LandScale: Reporting on Restoration Efforts in Southern Guatemala

Contributed By
Elizabeth Tompkins and Renata Lozano from Rainforest Alliance
LandScale
Cover Image By
Mario Rodriguez, Rainforest Alliance


Manchón Guamuchal is the biggest mangrove ecosystem in Guatemala. It is a critical habitat that provides ecosystem services underpinning community livelihoods on the southern Pacific coast. The mangrove forest protects the coast from flooding, coastal storms, and other disasters – which are projected to increase in severity with climate change – and serves as a source of income for the inhabitants of the reserve. Intensive agriculture in parts of the landscape and ongoing forest loss in the mangrove reserve have seriously degraded the Manchón Guamuchal ecosystem and the services that it provides.

The Rainforest Alliance, Solidaridad, and other partners (hereafter “the partners”) are restoring and conserving the mangrove forests on the coast to ensure Manchón Guamuchal remains an intact and resilient ecosystem that provides natural protection from flooding events. Flooding, sedimentation, and low downstream water flow in the riparian zones are major concerns for communities and companies that rely on the Manchón Guamuchal ecosystem for subsistence and production. Restoring major riparian zones in the landscape can help to mitigate these risks and effects.

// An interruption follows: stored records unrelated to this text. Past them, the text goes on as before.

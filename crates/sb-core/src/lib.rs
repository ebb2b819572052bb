//! # sb-core
//!
//! Core domain models and placement logic for Stampboard.
//!
//! This crate contains pure logic without any OS dependencies.

pub mod board;
pub mod config;
pub mod ids;
pub mod ports;
pub mod timestamp;

// Re-export commonly used types at the crate root
pub use board::{Board, BoardError, IntakeQueue, Location, PlacedEntity, PlacementMode, TimestampEntity};
pub use config::AppConfig;
pub use ids::EntityId;
pub use timestamp::{is_valid_timestamp, render_card, CardView, TimestampDetected};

To monitor restoration efforts in the Manchón Guamuchal landscape – which includes most of the Manchón Guamuchal Reserve – the partners piloted LandScale. LandScale is a comprehensive landscape assessment service that works with users to create a monitoring system.

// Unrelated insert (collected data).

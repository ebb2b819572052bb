//! Intake list: recently detected timestamps waiting to be placed.

use std::collections::VecDeque;

use crate::ids::EntityId;

use super::entity::TimestampEntity;

pub const DEFAULT_INTAKE_CAPACITY: usize = 20;

/// Newest-first list bounded to `capacity` entries.
#[derive(Debug, Clone)]
pub struct IntakeQueue {
    capacity: usize,
    items: VecDeque<TimestampEntity>,
}

impl Default for IntakeQueue {
    fn default() -> Self {
        Self::new(DEFAULT_INTAKE_CAPACITY)
    }
}

impl IntakeQueue {
    pub fn new(capacity: usize) -> Self {
        let capacity = capacity.max(1);
        Self {
            capacity,
            items: VecDeque::with_capacity(capacity),
        }
    }

    pub fn capacity(&self) -> usize {
        self.capacity
    }

    /// Add at the front. Returns the oldest entry if it fell off the end.
    pub fn push(&mut self, entity: TimestampEntity) -> Option<TimestampEntity> {
        self.items.push_front(entity);
        if self.items.len() > self.capacity {
            self.items.pop_back()
        } else {
            None
        }
    }

    pub fn get(&self, id: &EntityId) -> Option<&TimestampEntity> {
        self.items.iter().find(|e| &e.id == id)
    }

    pub fn remove(&mut self, id: &EntityId) -> Option<TimestampEntity> {
        let index = self.items.iter().position(|e| &e.id == id)?;
        self.items.remove(index)
    }

    /// Clear the highlight flag. Returns false if `id` is gone.
    pub fn settle(&mut self, id: &EntityId) -> bool {
        match self.items.iter_mut().find(|e| &e.id == id) {
            Some(entity) => {
                entity.created_as_new = false;
                true
            }
            None => false,
        }
    }

    pub fn clear(&mut self) -> usize {
        let removed = self.items.len();
        self.items.clear();
        removed
    }

    pub fn iter(&self) -> impl Iterator<Item = &TimestampEntity> {
        self.items.iter()
    }

    pub fn len(&self) -> usize {
        self.items.len()
    }

    pub fn is_empty(&self) -> bool {
        self.items.is_empty()
    }
}

#[cfg(test)]
mod tests {
    use super::*;

    fn entity(id: &str) -> TimestampEntity {
        TimestampEntity::new(EntityId::from(id), "1700000000")
    }

    #[test]
    fn test_newest_first_and_bounded() {
        let mut intake = IntakeQueue::new(2);
        assert!(intake.push(entity("a")).is_none());
        assert!(intake.push(entity("b")).is_none());
        let evicted = intake.push(entity("c")).unwrap();

        assert_eq!(evicted.id.as_str(), "a");
        let ids: Vec<_> = intake.iter().map(|e| e.id.as_str()).collect();
        assert_eq!(ids, vec!["c", "b"]);
    }

    #[test]
    fn test_settle_clears_only_the_target() {
        let mut intake = IntakeQueue::default();
        intake.push(entity("a"));
        intake.push(entity("b"));

        assert!(intake.settle(&EntityId::from("a")));
        assert!(!intake.get(&EntityId::from("a")).unwrap().created_as_new);
        assert!(intake.get(&EntityId::from("b")).unwrap().created_as_new);
        assert!(!intake.settle(&EntityId::from("missing")));
    }

    #[test]
    fn test_remove_and_clear() {
        let mut intake = IntakeQueue::default();
        intake.push(entity("a"));
        intake.push(entity("b"));

        assert!(intake.remove(&EntityId::from("a")).is_some());
        assert!(intake.remove(&EntityId::from("a")).is_none());
        assert_eq!(intake.clear(), 1);
        assert!(intake.is_empty());
    }
}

The LandScale assessment in the Manchón Guamuchal landscape was conducted in 2021, with subsequent assessments planned for every three years. Most of the data for the assessment was collected from public and private sources of existing data. The assessment indicators identified by LandScale included the number of degraded hectares, degradation rate per year, restoration rate per year, and species used for restoration. Unfortunately, much of the public information available was more than five years old, making it difficult to obtain a reliable base for deep analysis. For follow up evaluations, LandScale and the partners will explore other sources of data, including data collected through a stakeholder reporting platform developed for the project.

The holistic assessment conducted by LandScale allowed the partners to measure landscape-level impacts of restoration activities and co-benefits of restoration, such as biodiversity conservation, poverty reduction, access to basic services, and water quantity and quality. The LandScale assessment helped to establish a baseline of landscape-scale sustainability and served as a framework to support the landscape initiative in setting goals and targets for a landscape action plan. The targets in the action plan were designed to align with the LandScale indicators where possible, to credibly track progress towards those goals in repeat assessments and communicate the sustainability performance of the landscape. The LandScale assessment will be applied every three years, enabling the partners to track progress, replicate successful activities, and adaptively manage interventions that are not working.

A narrative report and the landscape action plan are available on the LandScale platform. These include a summary of key results from the assessment, visualizations, and a full table of results.